- [RECORDS FOR PROCESSING]
==*==

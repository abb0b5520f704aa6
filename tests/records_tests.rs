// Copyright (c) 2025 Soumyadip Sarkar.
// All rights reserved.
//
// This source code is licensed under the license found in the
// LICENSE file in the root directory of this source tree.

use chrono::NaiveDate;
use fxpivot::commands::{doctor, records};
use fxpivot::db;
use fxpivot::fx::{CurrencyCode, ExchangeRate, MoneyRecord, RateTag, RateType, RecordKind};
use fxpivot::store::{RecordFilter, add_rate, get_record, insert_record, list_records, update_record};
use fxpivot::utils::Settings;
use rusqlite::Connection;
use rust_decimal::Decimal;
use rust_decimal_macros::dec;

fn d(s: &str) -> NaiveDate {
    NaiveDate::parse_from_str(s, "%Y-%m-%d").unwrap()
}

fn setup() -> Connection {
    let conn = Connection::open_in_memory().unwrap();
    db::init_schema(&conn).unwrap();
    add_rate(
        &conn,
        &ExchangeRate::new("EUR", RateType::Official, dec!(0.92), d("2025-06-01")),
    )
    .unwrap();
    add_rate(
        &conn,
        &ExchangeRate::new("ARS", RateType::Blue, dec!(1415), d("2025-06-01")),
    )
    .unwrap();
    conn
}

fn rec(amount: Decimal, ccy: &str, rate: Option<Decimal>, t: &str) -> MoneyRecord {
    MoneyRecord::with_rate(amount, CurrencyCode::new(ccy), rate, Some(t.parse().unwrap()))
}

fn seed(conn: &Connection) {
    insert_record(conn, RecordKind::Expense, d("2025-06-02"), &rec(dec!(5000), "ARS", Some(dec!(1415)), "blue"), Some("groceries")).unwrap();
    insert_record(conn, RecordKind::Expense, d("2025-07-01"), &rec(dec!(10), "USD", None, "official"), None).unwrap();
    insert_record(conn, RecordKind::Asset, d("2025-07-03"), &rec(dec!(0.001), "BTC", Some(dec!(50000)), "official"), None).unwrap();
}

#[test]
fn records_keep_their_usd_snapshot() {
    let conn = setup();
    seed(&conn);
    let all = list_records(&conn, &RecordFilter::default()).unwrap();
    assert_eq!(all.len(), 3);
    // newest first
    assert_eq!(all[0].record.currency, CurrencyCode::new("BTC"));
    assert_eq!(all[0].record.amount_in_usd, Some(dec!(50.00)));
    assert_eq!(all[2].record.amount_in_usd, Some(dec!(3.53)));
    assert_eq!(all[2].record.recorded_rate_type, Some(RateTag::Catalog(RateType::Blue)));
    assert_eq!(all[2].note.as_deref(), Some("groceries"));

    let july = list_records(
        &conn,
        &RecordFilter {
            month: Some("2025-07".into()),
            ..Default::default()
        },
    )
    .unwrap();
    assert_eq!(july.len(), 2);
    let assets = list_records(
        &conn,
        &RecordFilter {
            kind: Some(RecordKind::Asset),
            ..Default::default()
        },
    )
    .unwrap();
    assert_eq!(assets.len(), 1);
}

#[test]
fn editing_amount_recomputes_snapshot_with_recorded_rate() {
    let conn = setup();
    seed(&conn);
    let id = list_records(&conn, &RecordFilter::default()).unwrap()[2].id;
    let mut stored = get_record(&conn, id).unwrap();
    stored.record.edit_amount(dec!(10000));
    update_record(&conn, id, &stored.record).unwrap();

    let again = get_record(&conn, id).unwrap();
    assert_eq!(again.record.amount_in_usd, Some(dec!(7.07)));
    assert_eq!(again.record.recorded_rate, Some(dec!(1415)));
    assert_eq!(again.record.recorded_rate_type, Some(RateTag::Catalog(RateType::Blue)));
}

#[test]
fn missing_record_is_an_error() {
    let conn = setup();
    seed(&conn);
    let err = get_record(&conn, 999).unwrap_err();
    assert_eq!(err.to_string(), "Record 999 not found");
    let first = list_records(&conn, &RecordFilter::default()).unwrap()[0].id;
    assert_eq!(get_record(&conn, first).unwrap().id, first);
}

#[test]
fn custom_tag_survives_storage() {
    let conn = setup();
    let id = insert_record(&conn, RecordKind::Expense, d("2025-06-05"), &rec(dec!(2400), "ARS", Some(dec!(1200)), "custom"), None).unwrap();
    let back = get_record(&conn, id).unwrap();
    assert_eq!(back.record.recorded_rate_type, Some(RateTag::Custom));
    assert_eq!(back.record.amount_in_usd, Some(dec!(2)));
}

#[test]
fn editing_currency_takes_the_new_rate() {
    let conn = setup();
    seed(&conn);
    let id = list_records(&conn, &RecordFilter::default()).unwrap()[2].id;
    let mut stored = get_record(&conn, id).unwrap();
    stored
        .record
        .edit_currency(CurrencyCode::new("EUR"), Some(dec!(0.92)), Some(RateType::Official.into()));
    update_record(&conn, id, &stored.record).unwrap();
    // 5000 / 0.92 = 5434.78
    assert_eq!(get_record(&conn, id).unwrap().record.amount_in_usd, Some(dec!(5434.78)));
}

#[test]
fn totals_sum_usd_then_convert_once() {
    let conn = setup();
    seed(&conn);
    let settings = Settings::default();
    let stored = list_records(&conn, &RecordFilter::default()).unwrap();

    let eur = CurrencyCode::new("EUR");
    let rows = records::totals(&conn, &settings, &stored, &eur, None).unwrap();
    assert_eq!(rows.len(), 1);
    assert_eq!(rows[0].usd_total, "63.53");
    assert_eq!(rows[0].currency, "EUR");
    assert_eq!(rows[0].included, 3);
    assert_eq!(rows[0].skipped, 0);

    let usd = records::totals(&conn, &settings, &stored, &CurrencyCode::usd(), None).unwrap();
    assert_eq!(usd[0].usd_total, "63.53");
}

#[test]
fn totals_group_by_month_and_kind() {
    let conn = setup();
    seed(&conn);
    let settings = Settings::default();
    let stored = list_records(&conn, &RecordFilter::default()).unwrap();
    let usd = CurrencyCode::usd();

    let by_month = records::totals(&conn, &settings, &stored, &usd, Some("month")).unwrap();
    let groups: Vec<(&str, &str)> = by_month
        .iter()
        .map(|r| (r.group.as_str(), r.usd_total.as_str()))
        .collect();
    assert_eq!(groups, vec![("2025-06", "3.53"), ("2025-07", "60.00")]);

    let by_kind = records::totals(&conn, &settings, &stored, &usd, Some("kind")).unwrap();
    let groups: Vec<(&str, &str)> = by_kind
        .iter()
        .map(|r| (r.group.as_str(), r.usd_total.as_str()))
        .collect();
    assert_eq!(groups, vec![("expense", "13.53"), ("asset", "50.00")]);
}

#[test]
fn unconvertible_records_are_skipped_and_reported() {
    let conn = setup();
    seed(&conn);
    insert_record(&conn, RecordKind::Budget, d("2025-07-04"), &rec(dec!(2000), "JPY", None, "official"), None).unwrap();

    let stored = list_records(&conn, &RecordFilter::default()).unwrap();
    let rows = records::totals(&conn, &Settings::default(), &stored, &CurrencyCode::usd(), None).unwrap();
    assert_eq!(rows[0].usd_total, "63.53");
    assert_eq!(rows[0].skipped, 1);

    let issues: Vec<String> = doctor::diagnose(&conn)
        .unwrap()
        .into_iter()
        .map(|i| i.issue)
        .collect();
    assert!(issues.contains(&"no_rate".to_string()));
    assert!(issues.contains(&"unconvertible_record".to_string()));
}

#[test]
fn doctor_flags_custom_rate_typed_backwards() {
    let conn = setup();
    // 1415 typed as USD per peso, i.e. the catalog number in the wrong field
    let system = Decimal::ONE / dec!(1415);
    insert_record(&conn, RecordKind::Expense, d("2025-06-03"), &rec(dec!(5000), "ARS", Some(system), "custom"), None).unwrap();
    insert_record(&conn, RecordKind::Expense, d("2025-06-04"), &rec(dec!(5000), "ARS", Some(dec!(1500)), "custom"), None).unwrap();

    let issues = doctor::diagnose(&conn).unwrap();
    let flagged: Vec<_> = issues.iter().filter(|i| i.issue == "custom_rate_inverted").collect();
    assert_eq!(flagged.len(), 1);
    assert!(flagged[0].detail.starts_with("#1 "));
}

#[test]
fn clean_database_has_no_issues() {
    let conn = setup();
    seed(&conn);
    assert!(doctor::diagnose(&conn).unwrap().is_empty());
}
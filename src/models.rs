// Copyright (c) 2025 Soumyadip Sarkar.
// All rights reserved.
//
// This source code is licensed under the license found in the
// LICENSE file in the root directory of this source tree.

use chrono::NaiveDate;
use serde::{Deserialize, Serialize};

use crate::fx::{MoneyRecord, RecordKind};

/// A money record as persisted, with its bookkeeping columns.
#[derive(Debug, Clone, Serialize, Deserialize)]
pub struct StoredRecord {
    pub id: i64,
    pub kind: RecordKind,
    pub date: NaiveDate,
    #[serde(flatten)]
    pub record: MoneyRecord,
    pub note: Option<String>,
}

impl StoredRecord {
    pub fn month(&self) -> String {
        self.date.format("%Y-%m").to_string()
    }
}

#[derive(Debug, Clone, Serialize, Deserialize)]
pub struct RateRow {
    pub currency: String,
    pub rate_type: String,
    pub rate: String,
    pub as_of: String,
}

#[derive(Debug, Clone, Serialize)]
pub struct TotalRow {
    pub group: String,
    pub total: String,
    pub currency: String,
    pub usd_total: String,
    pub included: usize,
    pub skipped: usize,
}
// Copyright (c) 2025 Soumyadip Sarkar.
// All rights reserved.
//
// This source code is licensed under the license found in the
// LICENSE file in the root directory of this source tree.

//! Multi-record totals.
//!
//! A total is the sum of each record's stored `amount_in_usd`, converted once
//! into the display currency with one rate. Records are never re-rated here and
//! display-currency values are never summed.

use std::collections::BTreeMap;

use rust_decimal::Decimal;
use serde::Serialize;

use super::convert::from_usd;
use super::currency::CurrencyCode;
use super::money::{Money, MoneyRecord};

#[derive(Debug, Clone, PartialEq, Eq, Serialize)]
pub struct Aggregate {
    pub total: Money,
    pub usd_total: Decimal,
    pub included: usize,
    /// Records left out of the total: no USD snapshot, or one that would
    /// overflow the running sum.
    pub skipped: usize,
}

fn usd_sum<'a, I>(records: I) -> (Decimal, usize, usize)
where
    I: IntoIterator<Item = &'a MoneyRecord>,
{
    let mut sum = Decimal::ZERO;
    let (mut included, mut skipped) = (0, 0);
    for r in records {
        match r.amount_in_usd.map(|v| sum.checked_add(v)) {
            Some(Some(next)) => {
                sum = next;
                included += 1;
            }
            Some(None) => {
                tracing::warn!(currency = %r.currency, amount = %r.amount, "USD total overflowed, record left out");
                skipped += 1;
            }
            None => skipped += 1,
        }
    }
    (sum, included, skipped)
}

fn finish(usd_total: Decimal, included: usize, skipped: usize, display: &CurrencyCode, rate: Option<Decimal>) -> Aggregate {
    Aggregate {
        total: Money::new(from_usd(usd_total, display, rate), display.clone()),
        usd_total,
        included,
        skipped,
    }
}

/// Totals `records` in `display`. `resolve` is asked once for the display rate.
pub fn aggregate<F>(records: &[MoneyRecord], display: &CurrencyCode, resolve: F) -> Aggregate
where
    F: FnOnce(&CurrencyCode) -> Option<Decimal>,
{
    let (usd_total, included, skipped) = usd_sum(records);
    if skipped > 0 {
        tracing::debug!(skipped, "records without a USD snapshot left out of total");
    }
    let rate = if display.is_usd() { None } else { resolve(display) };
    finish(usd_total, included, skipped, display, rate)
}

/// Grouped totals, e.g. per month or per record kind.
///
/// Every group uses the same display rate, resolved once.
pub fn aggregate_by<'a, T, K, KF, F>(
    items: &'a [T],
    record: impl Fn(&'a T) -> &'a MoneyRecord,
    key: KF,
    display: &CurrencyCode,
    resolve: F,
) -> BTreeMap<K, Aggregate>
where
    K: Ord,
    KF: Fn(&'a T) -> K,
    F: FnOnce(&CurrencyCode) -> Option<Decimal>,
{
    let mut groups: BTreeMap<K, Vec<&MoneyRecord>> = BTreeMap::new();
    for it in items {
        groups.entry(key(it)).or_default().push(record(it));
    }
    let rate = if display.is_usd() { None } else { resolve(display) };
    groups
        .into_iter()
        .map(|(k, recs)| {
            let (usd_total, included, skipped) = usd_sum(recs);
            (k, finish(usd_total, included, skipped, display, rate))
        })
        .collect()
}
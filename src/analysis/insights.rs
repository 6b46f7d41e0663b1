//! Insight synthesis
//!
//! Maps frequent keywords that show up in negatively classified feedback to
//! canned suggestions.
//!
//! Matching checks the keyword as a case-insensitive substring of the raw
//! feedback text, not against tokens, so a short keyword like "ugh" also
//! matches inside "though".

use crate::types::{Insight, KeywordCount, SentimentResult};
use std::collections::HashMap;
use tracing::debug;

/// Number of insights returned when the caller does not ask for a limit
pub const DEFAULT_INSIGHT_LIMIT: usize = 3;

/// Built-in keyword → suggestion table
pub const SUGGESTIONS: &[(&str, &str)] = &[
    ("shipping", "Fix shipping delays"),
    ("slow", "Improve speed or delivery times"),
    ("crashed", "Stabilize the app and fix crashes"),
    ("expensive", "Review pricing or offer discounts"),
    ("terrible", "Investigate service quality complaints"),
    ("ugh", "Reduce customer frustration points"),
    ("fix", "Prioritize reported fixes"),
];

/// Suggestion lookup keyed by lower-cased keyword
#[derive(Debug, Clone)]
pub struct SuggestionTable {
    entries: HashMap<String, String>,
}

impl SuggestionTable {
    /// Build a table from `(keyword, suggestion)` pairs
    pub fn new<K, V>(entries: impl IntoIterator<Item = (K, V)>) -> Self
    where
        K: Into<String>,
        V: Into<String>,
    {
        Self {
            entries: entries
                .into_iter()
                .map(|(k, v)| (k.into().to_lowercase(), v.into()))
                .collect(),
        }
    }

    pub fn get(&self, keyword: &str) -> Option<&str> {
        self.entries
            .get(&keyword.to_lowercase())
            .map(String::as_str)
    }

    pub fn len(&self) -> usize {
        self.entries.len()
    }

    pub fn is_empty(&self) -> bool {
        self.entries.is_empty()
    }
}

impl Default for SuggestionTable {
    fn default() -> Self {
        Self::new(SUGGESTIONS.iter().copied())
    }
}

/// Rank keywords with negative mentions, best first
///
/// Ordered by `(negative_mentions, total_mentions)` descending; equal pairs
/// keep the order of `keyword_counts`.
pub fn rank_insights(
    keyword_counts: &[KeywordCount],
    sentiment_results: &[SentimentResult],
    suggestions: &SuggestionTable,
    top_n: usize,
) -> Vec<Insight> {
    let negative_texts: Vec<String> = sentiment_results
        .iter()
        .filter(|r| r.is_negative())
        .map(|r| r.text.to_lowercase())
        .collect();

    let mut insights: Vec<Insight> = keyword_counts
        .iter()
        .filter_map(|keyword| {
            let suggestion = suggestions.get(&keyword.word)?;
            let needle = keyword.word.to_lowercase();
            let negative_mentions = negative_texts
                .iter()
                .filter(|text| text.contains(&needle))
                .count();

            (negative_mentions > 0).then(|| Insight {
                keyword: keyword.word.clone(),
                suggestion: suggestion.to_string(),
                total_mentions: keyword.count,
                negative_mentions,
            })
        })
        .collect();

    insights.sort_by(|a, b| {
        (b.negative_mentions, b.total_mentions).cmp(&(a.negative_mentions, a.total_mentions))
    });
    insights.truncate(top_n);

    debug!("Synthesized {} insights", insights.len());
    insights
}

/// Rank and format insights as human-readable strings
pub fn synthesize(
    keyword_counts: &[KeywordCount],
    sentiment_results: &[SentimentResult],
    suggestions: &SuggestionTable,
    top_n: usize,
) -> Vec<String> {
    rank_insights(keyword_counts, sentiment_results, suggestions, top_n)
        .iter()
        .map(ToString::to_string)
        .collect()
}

==*==

- [TASK PROMPT] From the data, list each line in which the string "BTreeMap" appears.

- [RESPONSE BOX]
use std::collections::BTreeMap;
) -> BTreeMap<K, Aggregate>
    let mut groups: BTreeMap<K, Vec<&MoneyRecord>> = BTreeMap::new();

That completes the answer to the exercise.